Jimmy Leppert, Team Knuckle Puck

Offense: Matt Rehder, Peter Prial, Colin Camp, Cassidy Rassmussen, Matt Rebholz, Alex Thorne, Eli Kerns

Defense: Mac Taylor, Adam Simon, Tyler Kinley, Ethan Pollack, Byron Liu, Jay Clark, Tommy Lamar

Subs: Tommy Li, Elliott Erickson

I’ll admit it: I was way more prepared for my last fantasy hockey draft than I was for drafting ultimate players. When I get ready for a hockey draft, I have so many resources available to check in on for each player: their Yahoo! rank, which position they play, and hundreds of opinions on them that all pop up in a simple search. Not only are the basic stats all right there on the draft page, but I also have access to advanced stats that help identify top performers outside of goals and assists are all readily available as well.

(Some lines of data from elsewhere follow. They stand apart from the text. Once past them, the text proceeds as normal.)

//! Service configuration.
//!
//! # Environment Variables
//!
//! | Variable | Default | Description |
//! |----------|---------|-------------|
//! | `ASSETQ_UNIVERSE_PATH` | unset | Universe snapshot file to load |
//! | `ASSETQ_SCHEMA_VERSION` | `v1.0.0` | Version stamped into envelopes |
//! | `ASSETQ_ALLOW_NEGATIVE_MIN_GROWTH` | `true` | Accept `minGrowth < 0` |
//!
//! # Example
//!
//! ```rust
//! use assetq_core::ServiceConfigBuilder;
//!
//! let config = ServiceConfigBuilder::new()
//!     .with_schema_version("v1.2.0")?
//!     .allow_negative_min_growth(false)
//!     .build();
//! assert_eq!(config.schema_version.as_str(), "v1.2.0");
//! # Ok::<(), assetq_core::ValidationError>(())
//! ```

use std::env;
use std::path::PathBuf;

use crate::{CriteriaPolicy, SchemaVersion, ValidationError};

pub const ENV_UNIVERSE_PATH: &str = "ASSETQ_UNIVERSE_PATH";
pub const ENV_SCHEMA_VERSION: &str = "ASSETQ_SCHEMA_VERSION";
pub const ENV_ALLOW_NEGATIVE_MIN_GROWTH: &str = "ASSETQ_ALLOW_NEGATIVE_MIN_GROWTH";

/// Resolved configuration for a [`QueryService`](crate::QueryService).
#[derive(Debug, Clone, Default, PartialEq, Eq)]
pub struct ServiceConfig {
    pub universe_path: Option<PathBuf>,
    pub schema_version: SchemaVersion,
    pub policy: CriteriaPolicy,
}

#[derive(Debug, Default)]
pub struct ServiceConfigBuilder {
    config: ServiceConfig,
}

impl ServiceConfigBuilder {
    pub fn new() -> Self {
        Self::default()
    }

    /// Apply `ASSETQ_*` environment variables on top of the current values.
    pub fn with_env(self) -> Result<Self, ValidationError> {
        self.with_vars(|key| env::var(key).ok())
    }

    /// Apply settings from an arbitrary key lookup, as [`with_env`](Self::with_env) does
    /// for the process environment.
    pub fn with_vars<F>(mut self, lookup: F) -> Result<Self, ValidationError>
    where
        F: Fn(&str) -> Option<String>,
    {
        if let Some(path) = lookup(ENV_UNIVERSE_PATH).filter(|value| !value.trim().is_empty()) {
            self.config.universe_path = Some(PathBuf::from(path));
        }
        if let Some(version) = lookup(ENV_SCHEMA_VERSION) {
            self.config.schema_version = SchemaVersion::parse(&version)?;
        }
        if let Some(flag) = lookup(ENV_ALLOW_NEGATIVE_MIN_GROWTH) {
            self.config.policy.allow_negative_min_growth =
                parse_flag(ENV_ALLOW_NEGATIVE_MIN_GROWTH, &flag)?;
        }
        Ok(self)
    }

    pub fn with_universe_path(mut self, path: impl Into<PathBuf>) -> Self {
        self.config.universe_path = Some(path.into());
        self
    }

    pub fn with_schema_version(mut self, version: &str) -> Result<Self, ValidationError> {
        self.config.schema_version = SchemaVersion::parse(version)?;
        Ok(self)
    }

    pub fn allow_negative_min_growth(mut self, allow: bool) -> Self {
        self.config.policy.allow_negative_min_growth = allow;
        self
    }

    pub fn build(self) -> ServiceConfig {
        self.config
    }
}

fn parse_flag(setting: &'static str, value: &str) -> Result<bool, ValidationError> {
    match value.trim().to_ascii_lowercase().as_str() {
        "1" | "true" | "yes" | "on" => Ok(true),
        "0" | "false" | "no" | "off" => Ok(false),
        _ => Err(ValidationError::InvalidSetting {
            setting,
            value: value.to_owned(),
        }),
    }
}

In summary, I didn’t find it easy to prepare myself for this draft like I have for my fantasy hockey drafts. I’ve been closely watching club and college ultimate for going on four years now; hockey has been on my TV since I learned how to work the remote. I know a lot more about the depth players on the Edmonton Oilers than I do for Revolver, and unlike hockey, ESPN doesn’t have a fantasy guru for ultimate, or a segment on any of their shows dedicated to making the dream franchise. While the stats that Ultiworld has been working on are fun to look at, I don’t think the sample size is large enough yet that they should be used as a basis to justify any draft picks.

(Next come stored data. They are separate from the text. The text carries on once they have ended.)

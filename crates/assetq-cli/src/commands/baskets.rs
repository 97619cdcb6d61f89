use assetq_core::{BasketCriteria, BasketRequest, Envelope, Operation, QueryService};
use serde_json::Value;

use crate::cli::BasketArgs;
use crate::error::CliError;

pub fn run(args: &BasketArgs, service: &QueryService) -> Result<Envelope<Value>, CliError> {
    let criteria = criteria_from_args(args);
    let unfiltered = criteria.is_empty();

    let payload = serde_json::to_value(BasketRequest::new(criteria))?;
    let mut envelope = service.handle(Operation::Baskets, payload);

    if unfiltered && envelope.is_success() {
        envelope
            .meta
            .push_warning("no criteria supplied; returning the whole universe");
    }

    Ok(envelope)
}

fn criteria_from_args(args: &BasketArgs) -> BasketCriteria {
    BasketCriteria {
        sector: args.sector.clone(),
        industry: args.industry.clone(),
        market_cap: args.market_cap.clone(),
        price_range: args.price_range.clone(),
        min_growth: args.min_growth,
    }
}

#[cfg(test)]
mod tests {
    use clap::Parser;

    use super::*;
    use crate::cli::{Cli, Command};

    fn basket_args(argv: &[&str]) -> BasketArgs {
        let cli = Cli::try_parse_from(argv).expect("arguments should parse");
        match cli.command {
            Command::Baskets(args) => args,
            other => panic!("expected baskets command, got {other:?}"),
        }
    }

    #[test]
    fn flags_map_onto_criteria() {
        let args = basket_args(&[
            "assetq",
            "baskets",
            "--sector",
            "Technology",
            "--market-cap",
            "Large Cap",
            "--price-range",
            "<100",
            "--min-growth",
            "-5",
        ]);

        let criteria = criteria_from_args(&args);
        assert_eq!(criteria.sector.as_deref(), Some("Technology"));
        assert_eq!(criteria.market_cap.as_deref(), Some("Large Cap"));
        assert_eq!(criteria.price_range.as_deref(), Some("<100"));
        assert_eq!(criteria.min_growth, Some(-5.0));
        assert!(criteria.industry.is_none());
    }

    #[test]
    fn no_flags_means_empty_criteria() {
        let args = basket_args(&["assetq", "baskets"]);
        assert!(criteria_from_args(&args).is_empty());
    }
}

Talking with Bryan Jones and Zack Smith, who teamed up to make their roster, I often felt woefully underprepared for making each pick. They had a plan for each round, with a clear strategy going into each pick (or at least that’s what they told me). I didn’t really have the same kind of plan they did. The strategy I thought would be best suited here was to first think of the best players available at each pick, then worry where they would be slotted on my team. In short, the complete opposite of the Jones Smith strategy.

Then, I remembered to check The Huddle. The Huddle’s draft back in 2008 was our obvious influence for this entire project. Before we started, I went on a refresher read through each of their strategies, admittedly in order to learn better what could be valued by judges than how to conduct myself in the draft. I was partially inspired by the words of Mike Nash, who wrote how his thought was to target and value “versatility over specialization”, because of the 16-man rosters the draft permitted. I think I did that with my roster, picking guys who could play on both sides of the disc with ease if need be, and while there are certain players who I would like to handle (cough cough, Alex Thorne, cough) I wouldn’t be upset if others ended up in that position.

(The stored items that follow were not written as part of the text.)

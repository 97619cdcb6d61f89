//! Contract tests for the query service.
//!
//! Each operation is exercised both through its typed method and through the
//! enveloped transport entry point, against the bundled universe fixture.

use std::io::Write;

use assetq_core::{
    AssetIdRequest, BasketCriteria, BasketRequest, ConsensusRating, Operation, QueryErrorKind,
    QueryService, ServiceConfig, ServiceConfigBuilder, ServiceRequest,
};
use serde_json::{json, Value};

const FIXTURE: &str = concat!(env!("CARGO_MANIFEST_DIR"), "/../../fixtures/universe.json");

fn service() -> QueryService {
    let config = ServiceConfigBuilder::new()
        .with_universe_path(FIXTURE)
        .build();
    QueryService::from_config(config).expect("fixture universe should load")
}

fn request(id: &str) -> AssetIdRequest {
    AssetIdRequest::new(id).expect("valid asset id")
}

// =============================================================================
// Typed operations
// =============================================================================

#[test]
fn get_asset_price_returns_the_snapshot_for_a_known_asset() {
    let response = service().price(&request("AAPL")).expect("AAPL is priced");

    assert_eq!(response.asset_id.as_str(), "AAPL");
    assert_eq!(response.price.current_price, 150.25);
    assert_eq!(response.price.volume, 45_678_900);
}

#[test]
fn get_asset_classification_returns_all_five_fields() {
    let response = service()
        .classification(&request("JPM"))
        .expect("JPM is classified");

    assert_eq!(response.classification.sector, "Financials");
    assert_eq!(response.classification.industry, "Banks");
    assert_eq!(response.classification.market_cap, "Large Cap");
    assert!(!response.classification.geography.is_empty());
    assert!(!response.classification.asset_type.is_empty());
}

#[test]
fn get_asset_research_data_returns_fundamentals_and_consensus() {
    let response = service().research(&request("AAPL")).expect("AAPL has research");

    assert_eq!(response.research.revenue_growth, 45.2);
    assert_eq!(response.research.consensus_rating, ConsensusRating::StrongBuy);
    assert!(!response.research.risk_factors.is_empty());
}

#[test]
fn unknown_asset_is_not_found_for_every_single_asset_lookup() {
    let service = service();
    let unknown = request("UNKNOWN");

    let errors = [
        service.price(&unknown).expect_err("price must fail"),
        service.classification(&unknown).expect_err("classification must fail"),
        service.research(&unknown).expect_err("research must fail"),
    ];

    for error in errors {
        assert_eq!(error.kind(), QueryErrorKind::NotFound);
        assert_eq!(error.code(), "query.not_found");
        assert!(error.message().contains("UNKNOWN"));
    }
}

#[test]
fn missing_research_block_is_not_found() {
    let error = service()
        .research(&request("VOO"))
        .expect_err("VOO has no research data");

    assert_eq!(error.kind(), QueryErrorKind::NotFound);
    assert_eq!(error.message(), "no research data for 'VOO'");
}

#[test]
fn asset_ids_are_trimmed_and_matched_exactly() {
    let service = service();

    let response = service.price(&request(" MSFT ")).expect("surrounding whitespace is trimmed");
    assert_eq!(response.asset_id.as_str(), "MSFT");

    let error = service.price(&request("msft")).expect_err("ids are case-sensitive");
    assert_eq!(error.kind(), QueryErrorKind::NotFound);
}

#[test]
fn absent_ids_in_any_notation_are_not_found() {
    let service = service();

    for id in ["7203.T", "^GSPC", "BRK/B", "ABCDEFGHIJKLMNOP"] {
        let envelope = service.handle(Operation::Price, json!({ "assetId": id }));
        assert_eq!(envelope.errors[0].code, "query.not_found", "{id}");
    }
}

#[test]
fn malformed_asset_id_is_an_invalid_request() {
    let error = AssetIdRequest::new("").expect_err("empty id must fail");
    assert_eq!(error.kind(), QueryErrorKind::InvalidRequest);
}

#[test]
fn get_asset_baskets_reports_ids_and_count() {
    let response = service()
        .baskets(&BasketRequest::new(
            BasketCriteria::new()
                .with_sector("Technology")
                .with_min_growth(20.0),
        ))
        .expect("valid criteria");

    let ids: Vec<&str> = response.asset_ids().iter().map(|id| id.as_str()).collect();
    assert_eq!(ids, vec!["AAPL", "NVDA"]);
    assert_eq!(response.total_count(), 2);
}

// =============================================================================
// Enveloped transport
// =============================================================================

#[test]
fn envelope_for_price_carries_wire_field_names() {
    let envelope = service().handle(Operation::Price, json!({ "assetId": "AAPL" }));

    assert!(envelope.is_success());
    let wire = serde_json::to_value(&envelope).expect("envelope serializes");
    assert_eq!(wire["meta"]["operation"], "getAssetPrice");
    assert_eq!(wire["meta"]["snapshotVersion"], 1);
    assert_eq!(wire["data"]["assetId"], "AAPL");
    assert_eq!(wire["data"]["currentPrice"], 150.25);
    assert_eq!(wire["data"]["lastUpdated"], "2024-01-29T15:30:00Z");
    assert_eq!(wire["errors"], json!([]));
}

#[test]
fn envelope_for_baskets_carries_total_count() {
    let envelope = service().handle(
        Operation::Baskets,
        json!({ "criteria": { "sector": "Energy" } }),
    );

    let data = envelope.data.expect("empty basket is still data");
    assert_eq!(data["assetIds"], json!([]));
    assert_eq!(data["totalCount"], 0);
}

#[test]
fn envelope_for_research_uses_wire_rating_names() {
    let envelope = service().handle(Operation::Research, json!({ "assetId": "PLUG" }));

    let data = envelope.data.expect("PLUG has research");
    assert_eq!(data["consensusRating"], "Sell");
    assert_eq!(data["revenueGrowth"], -12.5);
}

#[test]
fn unknown_asset_envelope_is_a_non_retryable_not_found() {
    let envelope = service().handle(Operation::Price, json!({ "assetId": "UNKNOWN" }));

    assert!(envelope.data.is_none());
    assert_eq!(envelope.errors.len(), 1);
    assert_eq!(envelope.errors[0].code, "query.not_found");
    assert!(!envelope.errors[0].retryable);
}

#[test]
fn missing_payload_fields_are_invalid_requests() {
    let service = service();

    let cases: [(Operation, Value); 3] = [
        (Operation::Price, json!({})),
        (Operation::Baskets, json!({})),
        (Operation::Classification, json!({ "assetId": 42 })),
    ];

    for (operation, payload) in cases {
        let envelope = service.handle(operation, payload);
        assert_eq!(envelope.errors[0].code, "query.invalid_request", "{operation}");
    }
}

#[test]
fn unknown_criteria_keys_are_invalid_requests() {
    let service = service();

    for criteria in [
        json!({ "sectr": "Energy" }),
        json!({ "min_growth": 1000 }),
        json!({ "sector": "Technology", "maxPe": 30 }),
    ] {
        let envelope = service.handle(Operation::Baskets, json!({ "criteria": criteria }));
        assert!(envelope.data.is_none(), "{criteria}");
        assert_eq!(envelope.errors[0].code, "query.invalid_request", "{criteria}");
    }
}

#[test]
fn unknown_lookup_fields_are_invalid_requests() {
    let envelope = service().handle(
        Operation::Research,
        json!({ "assetId": "AAPL", "includeNews": true }),
    );

    assert_eq!(envelope.errors[0].code, "query.invalid_request");
}

#[test]
fn inverted_price_range_envelope_is_invalid_criteria() {
    let envelope = service().handle(
        Operation::Baskets,
        json!({ "criteria": { "priceRange": "200-100" } }),
    );

    assert_eq!(envelope.errors[0].code, "query.invalid_criteria");
}

#[test]
fn batched_requests_accept_short_operation_names() {
    let service = service();
    let line = r#"{"operation":"classification","payload":{"assetId":"NVDA"}}"#;
    let request: ServiceRequest = serde_json::from_str(line).expect("valid request line");

    let envelope = service.handle_request(request);

    assert_eq!(envelope.meta.operation, Some(Operation::Classification));
    assert_eq!(envelope.data.expect("data")["industry"], "Semiconductors");
}

// =============================================================================
// Configuration
// =============================================================================

#[test]
fn service_without_a_universe_path_starts_empty() {
    let service = QueryService::from_config(ServiceConfig::default()).expect("empty universe");

    let error = service.price(&request("AAPL")).expect_err("nothing loaded");
    assert_eq!(error.kind(), QueryErrorKind::NotFound);
}

#[test]
fn schema_version_from_config_is_stamped_on_envelopes() {
    let config = ServiceConfigBuilder::new()
        .with_universe_path(FIXTURE)
        .with_schema_version("v2.1.0")
        .expect("valid schema version")
        .build();
    let service = QueryService::from_config(config).expect("fixture universe should load");

    let envelope = service.handle(Operation::Price, json!({ "assetId": "AAPL" }));
    assert_eq!(envelope.meta.schema_version.as_str(), "v2.1.0");
}

#[test]
fn universe_can_be_loaded_from_a_temporary_file() {
    let mut file = tempfile::NamedTempFile::new().expect("temp file");
    write!(
        file,
        r#"{{"assets":[{{"assetId":"XOM","classification":{{"sector":"Energy","industry":"Oil & Gas","marketCap":"Large Cap","geography":"United States","assetType":"Common Stock"}}}}]}}"#
    )
    .expect("write universe");

    let config = ServiceConfigBuilder::new()
        .with_universe_path(file.path())
        .build();
    let service = QueryService::from_config(config).expect("temp universe should load");

    let response = service
        .baskets(&BasketRequest::new(BasketCriteria::new().with_sector("Energy")))
        .expect("valid criteria");
    assert_eq!(response.total_count(), 1);
}

#[test]
fn missing_universe_file_is_an_io_error() {
    let config = ServiceConfigBuilder::new()
        .with_universe_path("/definitely/not/here/universe.json")
        .build();

    let error = QueryService::from_config(config).expect_err("missing file must fail");
    assert!(matches!(error, assetq_core::CoreError::Io { .. }));
}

Now to defend the picks I made. Looking back, I reached with a few players, taking them a round or two above when I probably could’ve gotten them. That’s part reaction to falling towards the end of the snake-draft order and not wanting guys to slip away from me when I knew there were 12 other picks before my next one, and part bad habit in fantasy drafts (two years ago, I took a kicker six rounds in for fantasy football… that was a mistake). But even with the reach, I don’t think many can be justified as not deserving to be in the conversation of one of the best in the game right now (except for maybe some of my NexGen-based picks in the dying rounds of the draft).

In my opinion, the NexGen experience is one of the best places to look for how a player could perform in a team like this – playing with those who are among the best in a short notice situation. Players like Eli Kerns, Tommy Li and Elliott Erickson not only played very well most nights coming off the bus, but also had a strong showing at the U23 World Championships for Team USA. During U23 Worlds, a pre-injury Colin Camp was a game-changer on the level of Jimmy Mickle. And lastly, Tommy Lamar, who I think is overlooked on a strong Ring of Fire roster. These are players that may not make a big splash on a larger, greater team, but can perform in each position on the field, and do so at a level that allows the better players around them (see: Prial, Rehder) to excel. I’d rather have my team meet and match whatever the opposing team threw at them in this situation than try to create their own specialized strategy with such short time together.